Collected data entries
++++

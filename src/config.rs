//! Application configuration.
//!
//! Defaults are built in; an optional TOML file at
//! `<config dir>/linkbundle/config.toml` overrides them field by field.

use anyhow::{Context, Result};
use serde::Deserialize;
use std::fs;
use std::path::{Path, PathBuf};

pub const APP_DIR_NAME: &str = "linkbundle";
pub const CONFIG_FILE_NAME: &str = "config.toml";

/// Application configuration
#[derive(Debug, Clone, PartialEq)]
pub struct Config {
    /// Where the state file, backups and logs live (None = platform default)
    pub data_dir: Option<PathBuf>,
    /// Origin used when printing share URLs
    pub share_base_url: String,
    /// Pretty-print the state file
    pub pretty_state: bool,
    /// Default tracing filter when RUST_LOG is unset
    pub log_filter: String,
}

impl Default for Config {
    fn default() -> Self {
        Self {
            data_dir: None,
            share_base_url: String::from("http://localhost:3000"),
            pretty_state: true,
            log_filter: String::from("warn"),
        }
    }
}

/// On-disk shape; every field is optional so partial files merge onto defaults
#[derive(Debug, Default, Deserialize)]
#[serde(deny_unknown_fields)]
struct TomlConfig {
    data_dir: Option<PathBuf>,
    share_base_url: Option<String>,
    pretty_state: Option<bool>,
    log_filter: Option<String>,
}

impl Config {
    /// Load from the default config location; a missing file means defaults
    pub fn load() -> Result<Self> {
        match default_config_path() {
            Some(path) => Self::load_from(&path),
            None => Ok(Self::default()),
        }
    }

    pub fn load_from(path: &Path) -> Result<Self> {
        if !path.exists() {
            return Ok(Self::default());
        }

        let contents = fs::read_to_string(path)
            .with_context(|| format!("Failed to read config file {}", path.display()))?;
        Self::from_toml(&contents)
            .with_context(|| format!("Failed to parse config file {}", path.display()))
    }

    pub fn from_toml(contents: &str) -> Result<Self> {
        let toml_config: TomlConfig = toml::from_str(contents)?;
        let mut config = Config::default();

        if let Some(data_dir) = toml_config.data_dir {
            config.data_dir = Some(expand_home(data_dir));
        }
        if let Some(url) = toml_config.share_base_url {
            config.share_base_url = url;
        }
        if let Some(pretty) = toml_config.pretty_state {
            config.pretty_state = pretty;
        }
        if let Some(filter) = toml_config.log_filter {
            config.log_filter = filter;
        }

        Ok(config)
    }

    /// Effective data directory: the configured one, else the platform
    /// data dir joined with the app name
    pub fn data_dir(&self) -> Option<PathBuf> {
        self.data_dir
            .clone()
            .or_else(|| dirs::data_dir().map(|dir| dir.join(APP_DIR_NAME)))
    }

    pub fn logs_dir(&self) -> Option<PathBuf> {
        self.data_dir().map(|dir| dir.join("logs"))
    }
}

pub fn default_config_path() -> Option<PathBuf> {
    dirs::config_dir().map(|dir| dir.join(APP_DIR_NAME).join(CONFIG_FILE_NAME))
}

fn expand_home(path: PathBuf) -> PathBuf {
    match path.strip_prefix("~") {
        Ok(rest) => dirs::home_dir()
            .map(|home| home.join(rest))
            .unwrap_or(path),
        Err(_) => path,
    }
}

++++

Each line above must be reproduced exactly as it stands.

• Output for this exercise:
filename src/config.rs
//! Application configuration.
//!
//! Defaults are built in; an optional TOML file at
//! `<config dir>/linkbundle/config.toml` overrides them field by field.

use anyhow::{Context, Result};
use serde::Deserialize;
use std::fs;
use std::path::{Path, PathBuf};

pub const APP_DIR_NAME: &str = "linkbundle";
pub const CONFIG_FILE_NAME: &str = "config.toml";

/// Application configuration
#[derive(Debug, Clone, PartialEq)]
pub struct Config {
    /// Where the state file, backups and logs live (None = platform default)
    pub data_dir: Option<PathBuf>,
    /// Origin used when printing share URLs
    pub share_base_url: String,
    /// Pretty-print the state file
    pub pretty_state: bool,
    /// Default tracing filter when RUST_LOG is unset
    pub log_filter: String,
}

impl Default for Config {
    fn default() -> Self {
        Self {
            data_dir: None,
            share_base_url: String::from("http://localhost:3000"),
            pretty_state: true,
            log_filter: String::from("warn"),
        }
    }
}

/// On-disk shape; every field is optional so partial files merge onto defaults
#[derive(Debug, Default, Deserialize)]
#[serde(deny_unknown_fields)]
struct TomlConfig {
    data_dir: Option<PathBuf>,
    share_base_url: Option<String>,
    pretty_state: Option<bool>,
    log_filter: Option<String>,
}

impl Config {
    /// Load from the default config location; a missing file means defaults
    pub fn load() -> Result<Self> {
        match default_config_path() {
            Some(path) => Self::load_from(&path),
            None => Ok(Self::default()),
        }
    }

    pub fn load_from(path: &Path) -> Result<Self> {
        if !path.exists() {
            return Ok(Self::default());
        }

        let contents = fs::read_to_string(path)
            .with_context(|| format!("Failed to read config file {}", path.display()))?;
        Self::from_toml(&contents)
            .with_context(|| format!("Failed to parse config file {}", path.display()))
    }

    pub fn from_toml(contents: &str) -> Result<Self> {
        let toml_config: TomlConfig = toml::from_str(contents)?;
        let mut config = Config::default();

        if let Some(data_dir) = toml_config.data_dir {
            config.data_dir = Some(expand_home(data_dir));
        }
        if let Some(url) = toml_config.share_base_url {
            config.share_base_url = url;
        }
        if let Some(pretty) = toml_config.pretty_state {
            config.pretty_state = pretty;
        }
        if let Some(filter) = toml_config.log_filter {
            config.log_filter = filter;
        }

        Ok(config)
    }

    /// Effective data directory: the configured one, else the platform
    /// data dir joined with the app name
    pub fn data_dir(&self) -> Option<PathBuf> {
        self.data_dir
            .clone()
            .or_else(|| dirs::data_dir().map(|dir| dir.join(APP_DIR_NAME)))
    }

    pub fn logs_dir(&self) -> Option<PathBuf> {
        self.data_dir().map(|dir| dir.join("logs"))
    }
}

pub fn default_config_path() -> Option<PathBuf> {
    dirs::config_dir().map(|dir| dir.join(APP_DIR_NAME).join(CONFIG_FILE_NAME))
}

fn expand_home(path: PathBuf) -> PathBuf {
    match path.strip_prefix("~") {
        Ok(rest) => dirs::home_dir()
            .map(|home| home.join(rest))
            .unwrap_or(path),
        Err(_) => path,
    }
}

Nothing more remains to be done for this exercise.